Just call me Coyote...


----------



## edX (Mar 18, 2002)

trickster

call me Ed, not Mr. Spruiell


----------



## senne (Mar 18, 2002)

trickster.


i think that there's just one, and that's Trickster.



senne.


----------



## symphonix (Mar 18, 2002)

I'm The Iconoclaust!

He he he ...


----------



## apb3 (Mar 18, 2002)

Is that anything like Santa Claust?


----------



## thisbechuck (Mar 18, 2002)

well, i didn't get santa is there was such a thing... i didn't see any questions like "do you fly a sleigh with reindeer around the world every christmas eve?", so... 
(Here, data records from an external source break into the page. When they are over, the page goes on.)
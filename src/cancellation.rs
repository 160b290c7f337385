//! Cancellation Signal (C11, §4.11).
//!
//! A process-external flag with an optional reason, single-writer,
//! many-reader, backed by [`crate::kv::KvStore`]. `set` is best-effort: a
//! write failure is logged, never propagated, because cancellation itself
//! must never be the reason a job fails.

use std::time::Duration;

use tracing::warn;
use uuid::Uuid;

use crate::kv::KvStore;

const NAMESPACE: &str = "job:cancel:";
const DEFAULT_TTL: Duration = Duration::from_secs(3600);

/// Cooperative cancellation signal for one job.
pub struct CancellationSignal<'a> {
    store: &'a dyn KvStore,
    ttl: Duration,
}

impl<'a> CancellationSignal<'a> {
    pub fn new(store: &'a dyn KvStore) -> Self {
        Self {
            store,
            ttl: DEFAULT_TTL,
        }
    }

    pub fn with_ttl(store: &'a dyn KvStore, ttl: Duration) -> Self {
        Self { store, ttl }
    }

    fn key(job_id: Uuid) -> String {
        format!("{NAMESPACE}{job_id}")
    }

    /// Raise the cancellation flag for `job_id`, with an optional reason.
    pub async fn set(&self, job_id: Uuid, reason: Option<&str>) {
        let payload = reason.unwrap_or_default();
        if let Err(e) = self
            .store
            .set_ex(&Self::key(job_id), payload, self.ttl)
            .await
        {
            warn!(%job_id, error = %e, "failed to write cancellation flag, ignoring");
        }
    }

    /// Cheap existence check; readers call this at every checkpoint named
    /// in §5 ("Cancellation & timeout").
    pub async fn is_cancelled(&self, job_id: Uuid) -> bool {
        self.store.exists(&Self::key(job_id)).await.unwrap_or(false)
    }

    /// The reason passed to `set`, if any was recorded and the flag is
    /// still live.
    pub async fn reason(&self, job_id: Uuid) -> Option<String> {
        self.store
            .get(&Self::key(job_id))
            .await
            .ok()
            .flatten()
            .filter(|s| !s.is_empty())
    }

    /// Remove the flag.
    pub async fn clear(&self, job_id: Uuid) {
        if let Err(e) = self.store.delete(&Self::key(job_id)).await {
            warn!(%job_id, error = %e, "failed to clear cancellation flag, ignoring");
        }
    }
}

#[cfg(test)]
mod tests {
    use super::*;
    use crate::kv::fake::FakeKvStore;

    #[tokio::test]
    async fn set_then_is_cancelled() {
        let kv = FakeKvStore::new();
        let signal = CancellationSignal::new(&kv);
        let job_id = Uuid::now_v7();
        assert!(!signal.is_cancelled(job_id).await);
        signal.set(job_id, Some("operator request")).await;
        assert!(signal.is_cancelled(job_id).await);
        assert_eq!(
            signal.reason(job_id).await,
            Some("operator request".to_string())
        );
    }

    #[tokio::test]
    async fn clear_removes_flag() {
        let kv = FakeKvStore::new();
        let signal = CancellationSignal::new(&kv);
        let job_id = Uuid::now_v7();
        signal.set(job_id, None).await;
        signal.clear(job_id).await;
        assert!(!signal.is_cancelled(job_id).await);
    }

    #[tokio::test]
    async fn reason_is_none_when_not_supplied() {
        let kv = FakeKvStore::new();
        let signal = CancellationSignal::new(&kv);
        let job_id = Uuid::now_v7();
        signal.set(job_id, None).await;
        assert_eq!(signal.reason(job_id).await, None);
    }
}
I'm a shaman myself... just like steve jobs.


----------



## Matrix Agent (Mar 18, 2002)

dreamer.


----------



## nkuvu (Mar 18, 2002)

I'm a ... tortoise!

No, wait.  You are all talking about that Chemistry thing, huh?  I'm still waiting for it to open (darn modem!  I need new hamsters to drive my internet connection!)

But I am curious.  Linked to macchemistry.com, which redirects to... Microsoft?  Trickster indeed.  I have been betrayed into visiting an MS page... IEEEE!



I'm so funny.


----------



## nkuvu (Mar 18, 2002)

Pure Gold.  The Alchemist.

Answers were:
BABBBCAAACBBCBBABAABAAAB

The image can be found here for the lazy typers.  

Edit (darn "post" button was supposed to preview -- the website should have psychically known that I wanted to preview, not post.):

I'm not sure, however, that I enjoy being associated with Bill Gates....


----------



## Koelling (Mar 18, 2002)

Am I the only one who saw this?



> If so, the relationship between Microsoft and Apple is a perfect combination for U. It offers the best of both worlds - superior business and productivity tools in Microsoft's powerful new Office v. X, *and a superior operating system* that will nurture inspired creativity in Apple's stunning new OS X.



Am I crazy or is this really the microsoft website?


----------



## apb3 (Mar 18, 2002)

Maybe it's PR to get the DOJ off their slimy backs...

It made me sick. But, as the site labeled me a "trickster," I feel OK about it. Must mean I'm doing something right against the evil empire.


----------



## scruffy (Mar 18, 2002)

I don't care for their profile blurb - it's all about money.  Sounds more like a televangelist à la Oral Roberts than a shaman.  

Avant-garde fashionista/world's most popular DJ/advertising maven.  Bah!  People who might have the talent to be a shaman, but instead turn to cynical exploitation, almost as destructive to their victims as it is to their own souls.  Surely a good shaman would try to cure these people, to let them see the damage they are doing themselves, to help them stand upright before they become permanently spiritually malformed.

As a post script - If I become the world's most popular DJ, I'll know it's time to quit.  It would mean I've been spinning commercialist pop-pablum for the past couple of years.  And don't even talk to me about the other two.


----------



## uoba (Mar 19, 2002)

evidently on Helium


----------



## sheepguy42 (Mar 19, 2002)

I'm a trickster, like so many others here. Go figure. I just want to get moving with starting my Open Discourse club.
~Ryan


----------



## unlearnthetruth (Mar 19, 2002)

s h a m a n


----------



## BlingBling 3k12 (Mar 19, 2002)

dreamer.... thank god 

and i don't think it's a joke... go to http://www.microsoft.com/canada/ and you'll see a link to it...


----------



## julguribye (Mar 25, 2002)

> _Originally posted by rinse _
> *A Dreamer here. *



me too


----------



## macguy17 (Mar 25, 2002)

Trickster...

Strange, how did it know?

Coincidence? or bad movie script.
you decide


----------



## nkuvu (Mar 25, 2002)

So far I seem to be the only one who is Gold.  This can be seen as good or bad, I suppose, since that means that I'm the only one like Bill...

So that means I'll be a billionaire and no one else will?


----------